# F150 Versus F250



## schrade (May 5, 2005)

Ok so I get rid of my 2004 avalanche 1500 and buy a used F250 V10 CC 4x4 per my sig. Now my wife says that the new 2005 F150 CC with the 5.4l have a towing capacity of 9500lbs. My 26rs is way under that obviously. But I know I should be concerned with the GCWR or something like that. I camp pretty loaded up, dog, two kids, wife not neccesarily in that order, firewood, bike etc.

She want a "smoother" riding truck as it is now her daily driver. But I am reluctant to go back to the 1/2ton frame. Is this new F150 frame still stronger than my 2000 F250?

Any input would be appreciated.


----------



## 7heaven (Jun 4, 2005)

Having gone from the 5.4L in my E150 to the V10 in my E350, I wouldn't go back. The towing experience is night and day different. Fortunately, my DW loves it as a daily driver.


----------



## PDX_Doug (Nov 16, 2004)

Schrade,

Tough question. From a purely towing point of view, stay with the F-250. It is the better tow vehicle.

Unfortunetly, for most of us, our TV has to do double duty as a daily driver as well. In that case the F-150 would be much nicer to live with.

In your case, with the 26RS, you are probably OK to go the F-150 as long as you do not load up too much on the firewood, etc. In spite of its impressive tow ratings, most comparison tests have shown that the new 150's are much happier with lighter loads.

As something of a 'in-between' solution, you might take a look at the Titan. It rides and drives every bit as nice as the F-150, but offers alot more raw towing grunt. We pull a 28RS-DS with ours, and have yet to find a mountain pass it did not gobble up!

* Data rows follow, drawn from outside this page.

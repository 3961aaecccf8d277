use std::fmt;
use std::sync::LazyLock;

use regex::Regex;
use schemars::JsonSchema;
use serde::{Deserialize, Serialize};

use super::error::SpecError;
use super::literal::{LiteralKind, RawValue, Value};
use super::source::SourceId;

static NAME_PATTERN: LazyLock<Regex> =
    LazyLock::new(|| Regex::new(r"^(_|[a-zA-Z])\w*$").unwrap());

static REFERENCE_PATTERN: LazyLock<Regex> = LazyLock::new(|| Regex::new(r"\$\{(\w+)\}").unwrap());

/// A single entry of a source's `properties` list.
#[derive(Debug, Clone, PartialEq, Serialize, Deserialize, JsonSchema)]
#[serde(deny_unknown_fields)]
pub struct PropertySpec {
    #[serde(rename = "type")]
    pub kind: LiteralKind,

    pub name: String,

    /// Literal value, or text with `${name}` substitutions
    pub value: RawValue,

    #[serde(default, skip_serializing_if = "Option::is_none")]
    pub comment: Option<String>,

    /// Resolved and usable in substitutions, but not emitted
    #[serde(default, skip_serializing_if = "std::ops::Not::not")]
    pub hidden: bool,

    /// Replace an earlier definition with the same name instead of failing
    #[serde(default, rename = "override", skip_serializing_if = "std::ops::Not::not")]
    pub overrides: bool,

    #[serde(default, skip_serializing_if = "std::ops::Not::not")]
    pub ignore: bool,
}

/// Where a property was declared: the source and its position in that
/// source's `properties` list.
#[derive(Debug, Clone, PartialEq, Eq, Hash, Serialize)]
pub struct Origin {
    pub source: SourceId,
    pub index: usize,
}

impl fmt::Display for Origin {
    fn fmt(&self, f: &mut fmt::Formatter<'_>) -> fmt::Result {
        write!(f, "{}#properties[{}]", self.source, self.index)
    }
}

/// One fragment of a composite value expression.
#[derive(Debug, Clone, PartialEq, Eq, Serialize)]
pub enum Part {
    Text(String),
    Reference(String),
}

/// The value side of a property before resolution.
#[derive(Debug, Clone, PartialEq, Serialize)]
pub enum ValueExpr {
    Literal(Value),
    Composite(Vec<Part>),
}

impl ValueExpr {
    /// Build the expression for a raw value declared with `kind`.
    ///
    /// Text containing at least one `${name}` token becomes a composite; any
    /// other value is coerced to `kind` right away.
    pub fn from_raw(kind: LiteralKind, raw: &RawValue) -> Result<Self, SpecError> {
        match raw {
            RawValue::Text(text) if REFERENCE_PATTERN.is_match(text) => {
                Ok(ValueExpr::Composite(split_parts(text)))
            }
            _ => kind.coerce(raw).map(ValueExpr::Literal),
        }
    }

    /// Names referenced by this expression, in order of appearance.
    pub fn references(&self) -> impl Iterator<Item = &str> {
        let parts: &[Part] = match self {
            ValueExpr::Literal(_) => &[],
            ValueExpr::Composite(parts) => parts,
        };
        parts.iter().filter_map(|part| match part {
            Part::Reference(name) => Some(name.as_str()),
            Part::Text(_) => None,
        })
    }
}

fn split_parts(text: &str) -> Vec<Part> {
    let mut parts = Vec::new();
    let mut last = 0;

    for captures in REFERENCE_PATTERN.captures_iter(text) {
        let whole = captures.get(0).unwrap();
        if whole.start() > last {
            parts.push(Part::Text(text[last..whole.start()].to_string()));
        }
        parts.push(Part::Reference(captures[1].to_string()));
        last = whole.end();
    }
    if last < text.len() {
        parts.push(Part::Text(text[last..].to_string()));
    }
    parts
}

/// A typed property node of the property graph.
#[derive(Debug, Clone, PartialEq, Serialize)]
pub struct Property {
    pub name: String,
    pub kind: LiteralKind,
    pub value: ValueExpr,
    pub comment: Option<String>,
    pub hidden: bool,
    pub origin: Origin,
}

impl Property {
    pub fn from_spec(spec: &PropertySpec, origin: Origin) -> Result<Self, SpecError> {
        if !is_valid_name(&spec.name) {
            return Err(SpecError::InvalidName(spec.name.clone()));
        }

        Ok(Self {
            name: spec.name.clone(),
            kind: spec.kind,
            value: ValueExpr::from_raw(spec.kind, &spec.value)?,
            comment: spec.comment.clone(),
            hidden: spec.hidden,
            origin,
        })
    }
}

/// Property names must be usable as identifiers in every target language.
pub fn is_valid_name(name: &str) -> bool {
    NAME_PATTERN.is_match(name)
}
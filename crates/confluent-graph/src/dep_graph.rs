use std::collections::BTreeSet;

use indexmap::{IndexMap, IndexSet};

use crate::graph::PropertyGraph;

/// Reference graph among properties.
///
/// Edge semantics: if `A -> B` exists, the value of A references B, so B must
/// be evaluated before A. Nodes are kept in declaration order.
#[derive(Debug, Clone, Default)]
pub struct ReferenceGraph {
    /// Key: referencing property, Value: referenced properties in order of appearance
    edges: IndexMap<String, IndexSet<String>>,
}

impl ReferenceGraph {
    pub fn new() -> Self {
        Self::default()
    }

    /// Build the reference graph of every property in `graph`.
    pub fn from_properties(graph: &PropertyGraph) -> Self {
        let mut deps = Self::new();
        for property in graph.iter() {
            deps.add_node(&property.name);
            for reference in property.value.references() {
                deps.add_edge(&property.name, reference);
            }
        }
        deps
    }

    pub fn add_node(&mut self, node: &str) {
        if !self.edges.contains_key(node) {
            self.edges.insert(node.to_string(), IndexSet::new());
        }
    }

    /// Add a dependency edge: `from` references `to`.
    pub fn add_edge(&mut self, from: &str, to: &str) {
        self.add_node(from);
        if let Some(targets) = self.edges.get_mut(from) {
            targets.insert(to.to_string());
        }
    }

    /// Direct references of a node.
    pub fn references(&self, node: &str) -> impl Iterator<Item = &str> {
        self.edges
            .get(node)
            .into_iter()
            .flat_map(|targets| targets.iter().map(String::as_str))
    }

    /// Nodes in insertion (declaration) order.
    pub fn nodes(&self) -> impl Iterator<Item = &str> {
        self.edges.keys().map(String::as_str)
    }

    pub fn edge_count(&self) -> usize {
        self.edges.values().map(|s| s.len()).sum()
    }

    pub fn node_count(&self) -> usize {
        self.edges.len()
    }

    /// Evaluation order: every node comes after the nodes it references, and
    /// among nodes that are ready at the same time the earlier-declared one
    /// goes first. Returns `None` if the graph has a cycle or an edge to an
    /// unknown node.
    pub fn topological_order(&self) -> Option<Vec<&str>> {
        let mut pending: Vec<usize> = Vec::with_capacity(self.edges.len());
        let mut dependents: Vec<Vec<usize>> = vec![Vec::new(); self.edges.len()];

        for (index, targets) in self.edges.values().enumerate() {
            pending.push(targets.len());
            for target in targets {
                dependents[self.edges.get_index_of(target)?].push(index);
            }
        }

        let mut ready: BTreeSet<usize> = pending
            .iter()
            .enumerate()
            .filter(|(_, count)| **count == 0)
            .map(|(index, _)| index)
            .collect();
        let mut order = Vec::with_capacity(self.edges.len());

        while let Some(index) = ready.pop_first() {
            let (name, _) = self.edges.get_index(index)?;
            order.push(name.as_str());
            for &dependent in &dependents[index] {
                pending[dependent] -= 1;
                if pending[dependent] == 0 {
                    ready.insert(dependent);
                }
            }
        }

        (order.len() == self.edges.len()).then_some(order)
    }
}
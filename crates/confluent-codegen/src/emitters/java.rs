use std::sync::LazyLock;

use regex::Regex;

use confluent_spec::types::literal::{format_double, format_float};
use confluent_spec::{Language, LiteralKind, NamingConvention, Value};

use crate::context::{EmitContext, Field, Module};
use crate::emitters::int32;
use crate::error::CodegenError;
use crate::render;
use crate::traits::{LanguageEmitter, LanguageOption};

static PACKAGE_PATTERN: LazyLock<Regex> =
    LazyLock::new(|| Regex::new(r"^[a-zA-Z_]\w*(\.[a-zA-Z_]\w*)*$").unwrap());

const KEYWORDS: &[&str] = &[
    "_", "abstract", "assert", "boolean", "break", "byte", "case", "catch", "char", "class",
    "const", "continue", "default", "do", "double", "else", "enum", "extends", "false", "final",
    "finally", "float", "for", "goto", "if", "implements", "import", "instanceof", "int",
    "interface", "long", "native", "new", "null", "package", "private", "protected", "public",
    "return", "short", "static", "strictfp", "super", "switch", "synchronized", "this", "throw",
    "throws", "transient", "true", "try", "void", "volatile", "while",
];

/// Java language emitter: a class of `public final static` constants.
pub struct JavaEmitter;

impl LanguageEmitter for JavaEmitter {
    fn language(&self) -> Language {
        Language::Java
    }

    fn file_extension(&self) -> &'static str {
        "java"
    }

    fn default_file_naming(&self) -> NamingConvention {
        NamingConvention::Pascal
    }

    fn reserved_words(&self) -> &'static [&'static str] {
        KEYWORDS
    }

    fn options(&self) -> &'static [LanguageOption] {
        &[LanguageOption::Package]
    }

    fn emit_module(&self, module: &Module<'_>, ctx: &mut EmitContext) -> Result<(), CodegenError> {
        let package = module
            .config
            .package
            .as_deref()
            .ok_or(CodegenError::MissingOption {
                language: self.language(),
                option: "package",
            })?;
        if !PACKAGE_PATTERN.is_match(package) {
            return Err(CodegenError::invalid_option(
                "package",
                format!("'{package}' is not a valid Java package name"),
            ));
        }
        // A public class must live in a file of the same name.
        if module.file_stem != module.type_name {
            return Err(CodegenError::InvalidFileName {
                language: self.language(),
                file_name: format!("{}.java", module.file_stem),
                type_name: module.type_name.clone(),
            });
        }

        ctx.line(format!("package {package};"));
        ctx.blank();
        ctx.line(format!("// {}", module.header));
        ctx.line(format!("public class {} {{", module.type_name));
        ctx.push_indent();
        for field in &module.fields {
            let (java_type, value) = literal(field)?;
            let comment = match &field.property.comment {
                Some(text) => format!(" // {}", render::inline_comment(text)),
                None => String::new(),
            };
            ctx.line(format!(
                "public final static {java_type} {} = {value};{comment}",
                field.name
            ));
        }
        ctx.pop_indent();
        ctx.line("}");
        Ok(())
    }
}

fn literal(field: &Field<'_>) -> Result<(&'static str, String), CodegenError> {
    let property = field.property;
    Ok(match (property.kind, &property.value) {
        (LiteralKind::Boolean, Value::Boolean(b)) => ("boolean", b.to_string()),
        (LiteralKind::Integer, Value::Integer(i)) => {
            ("int", int32(Language::Java, field, *i)?.to_string())
        }
        (LiteralKind::Float, Value::Float(f)) => ("float", format!("{}f", format_float(*f))),
        (LiteralKind::Double, Value::Double(d)) => ("double", format!("{}d", format_double(*d))),
        (_, value) => ("String", render::double_quoted(&value.canonical_text())),
    })
}
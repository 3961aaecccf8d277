use indexmap::IndexMap;

use confluent_spec::Property;

use crate::error::BuildError;

/// Merged, name-unique set of properties in declaration order.
///
/// Only the builder mutates a graph; once [`crate::build`] returns it, the
/// graph is read-only input to the resolver.
#[derive(Debug, Clone, Default)]
pub struct PropertyGraph {
    properties: IndexMap<String, Property>,
}

impl PropertyGraph {
    pub fn new() -> Self {
        Self::default()
    }

    /// Add a property. A name that is already present is rejected unless
    /// `overrides` is set, in which case the new definition takes the slot
    /// of the old one.
    pub(crate) fn insert(&mut self, property: Property, overrides: bool) -> Result<(), BuildError> {
        match self.properties.get_mut(&property.name) {
            Some(existing) if overrides => {
                tracing::debug!(
                    name = %property.name,
                    replaced = %existing.origin,
                    by = %property.origin,
                    "property overridden"
                );
                *existing = property;
                Ok(())
            }
            Some(existing) => Err(BuildError::DuplicateProperty {
                name: property.name.clone(),
                first: existing.origin.clone(),
                second: property.origin,
            }),
            None => {
                self.properties.insert(property.name.clone(), property);
                Ok(())
            }
        }
    }

    pub fn get(&self, name: &str) -> Option<&Property> {
        self.properties.get(name)
    }

    pub fn contains(&self, name: &str) -> bool {
        self.properties.contains_key(name)
    }

    /// Position of `name` in declaration order.
    pub fn index_of(&self, name: &str) -> Option<usize> {
        self.properties.get_index_of(name)
    }

    pub fn iter(&self) -> impl Iterator<Item = &Property> {
        self.properties.values()
    }

    pub fn len(&self) -> usize {
        self.properties.len()
    }

    pub fn is_empty(&self) -> bool {
        self.properties.is_empty()
    }
}

impl FromIterator<Property> for PropertyGraph {
    /// Collect properties, later duplicates replacing earlier ones.
    fn from_iter<T: IntoIterator<Item = Property>>(iter: T) -> Self {
        let mut properties = IndexMap::new();
        for property in iter {
            properties.insert(property.name.clone(), property);
        }
        Self { properties }
    }
}
use thiserror::Error;

use confluent_spec::types::error::{
    E_CYCLIC_REFERENCE, E_DUPLICATE_PROPERTY, E_INCLUDE_CYCLE, E_INVALID_EXPRESSION,
    E_TYPE_MISMATCH, E_UNRESOLVED_REFERENCE,
};
use confluent_spec::{LoadError, Origin, SpecError};

/// Errors raised while merging definition sources into a property graph.
#[derive(Debug, Error)]
pub enum BuildError {
    #[error("{error} (in {source_id})")]
    InvalidSource {
        source_id: String,
        #[source]
        error: SpecError,
    },

    #[error("cannot resolve include '{reference}' from {included_from}")]
    UnresolvedInclude {
        reference: String,
        included_from: String,
        #[source]
        error: LoadError,
    },

    #[error("include cycle: {}", .path.join(" -> "))]
    IncludeCycle { path: Vec<String> },

    #[error("include '{reference}' exceeds the maximum include depth of {limit}")]
    IncludeTooDeep { reference: String, limit: usize },

    #[error("property '{name}' is defined twice ({first} and {second}) without override")]
    DuplicateProperty {
        name: String,
        first: Origin,
        second: Origin,
    },
}

impl BuildError {
    pub fn code(&self) -> &'static str {
        match self {
            BuildError::InvalidSource { error, .. } => error.code(),
            BuildError::UnresolvedInclude { error, .. } => error.code(),
            BuildError::IncludeCycle { .. } | BuildError::IncludeTooDeep { .. } => E_INCLUDE_CYCLE,
            BuildError::DuplicateProperty { .. } => E_DUPLICATE_PROPERTY,
        }
    }
}

/// Errors raised while evaluating a property graph.
#[derive(Debug, Clone, PartialEq, Error)]
pub enum ResolveError {
    #[error("cyclic reference: {}", .cycle.join(" -> "))]
    CyclicReference { cycle: Vec<String> },

    #[error("property '{property}' references unknown property '{reference}'")]
    UnresolvedReference { property: String, reference: String },

    #[error("property '{property}': {message}")]
    TypeMismatch { property: String, message: String },

    #[error("property '{property}' has an invalid expression: {message}")]
    InvalidExpression { property: String, message: String },
}

impl ResolveError {
    pub fn code(&self) -> &'static str {
        match self {
            ResolveError::CyclicReference { .. } => E_CYCLIC_REFERENCE,
            ResolveError::UnresolvedReference { .. } => E_UNRESOLVED_REFERENCE,
            ResolveError::TypeMismatch { .. } => E_TYPE_MISMATCH,
            ResolveError::InvalidExpression { .. } => E_INVALID_EXPRESSION,
        }
    }
}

On the other hand, you already have the F-250...

Good luck, and...

Happy Trails,
Doug


----------



## johnp (Mar 15, 2004)

Why didn't you get the 2500 Avalanche?

John


----------



## Devildog (Sep 8, 2005)

Scrade, you can look back through the threads back in September, as I went through this whole spill for a solid month. I finally settled with a 2005 F150 CC 4x4, to which I have no regrets. It was down to being between the Titan and the F150, and the Ford was offering a better deal at the time with all the incentives, if they wouldn't have been, I most likely would have bought a Titan, which is still a smooth ride, and has much more power than the F150.
From what I hear the 2WD F150 is even smoother and quieter than the 4x4, but I will leave that up to you to decide. The way I decided is I drive it around town 90% of the time, and tow maybe 10%, to which it has no problem towing my 25RSS, and I do load mine down pretty much like you do. 
I will be taking it this weekend to a little more mountaineous area, so I will let you know how it goes. Good luck with your decision!


----------



## 2500Ram (Oct 30, 2005)

What ever your decistion is stay away from the Ford Diesel 6.0L. If you need any more help with that just go to http://forums.thedieselstop.com/ubbthreads/ There are too many problems with that motor that Ford at some dealers has stopped working on them. They are coming out with a new 6.4L I believe but I wouldn't be the first on to buy one.

I know your looking at gas engines but it's easy and cheap to buy a 6.0L diesel from the Ford lot lately.

Bill.


----------



## Devildog (Sep 8, 2005)

I am glad you posted that 2500Ram, I have kind of felt bad not going the diesel route when I bought back in September, but now I at least have an excuse.


----------



## Mtn.Mike (May 3, 2005)

I went from a 1/2 ton to a 3/4 ton and have never looked back. I did, however, get a diesel but there is still no comparison between the V10 and the V8 or the lighter suspension vs. the heaver suspension. I too have the 26RS and just feel much better towing it with the bigger truck.

Mike


----------



## 2500Ram (Oct 30, 2005)

Devildog said:


> I am glad you posted that 2500Ram, I have kind of felt bad not going the diesel route when I bought back in September, but now I at least have an excuse.
> [snapback]62804[/snapback]​


I'm sure there are some on this board with the 6.0L Ford, I'm not trying to start anything. It is a great engine when working but too many electrical and injector problems.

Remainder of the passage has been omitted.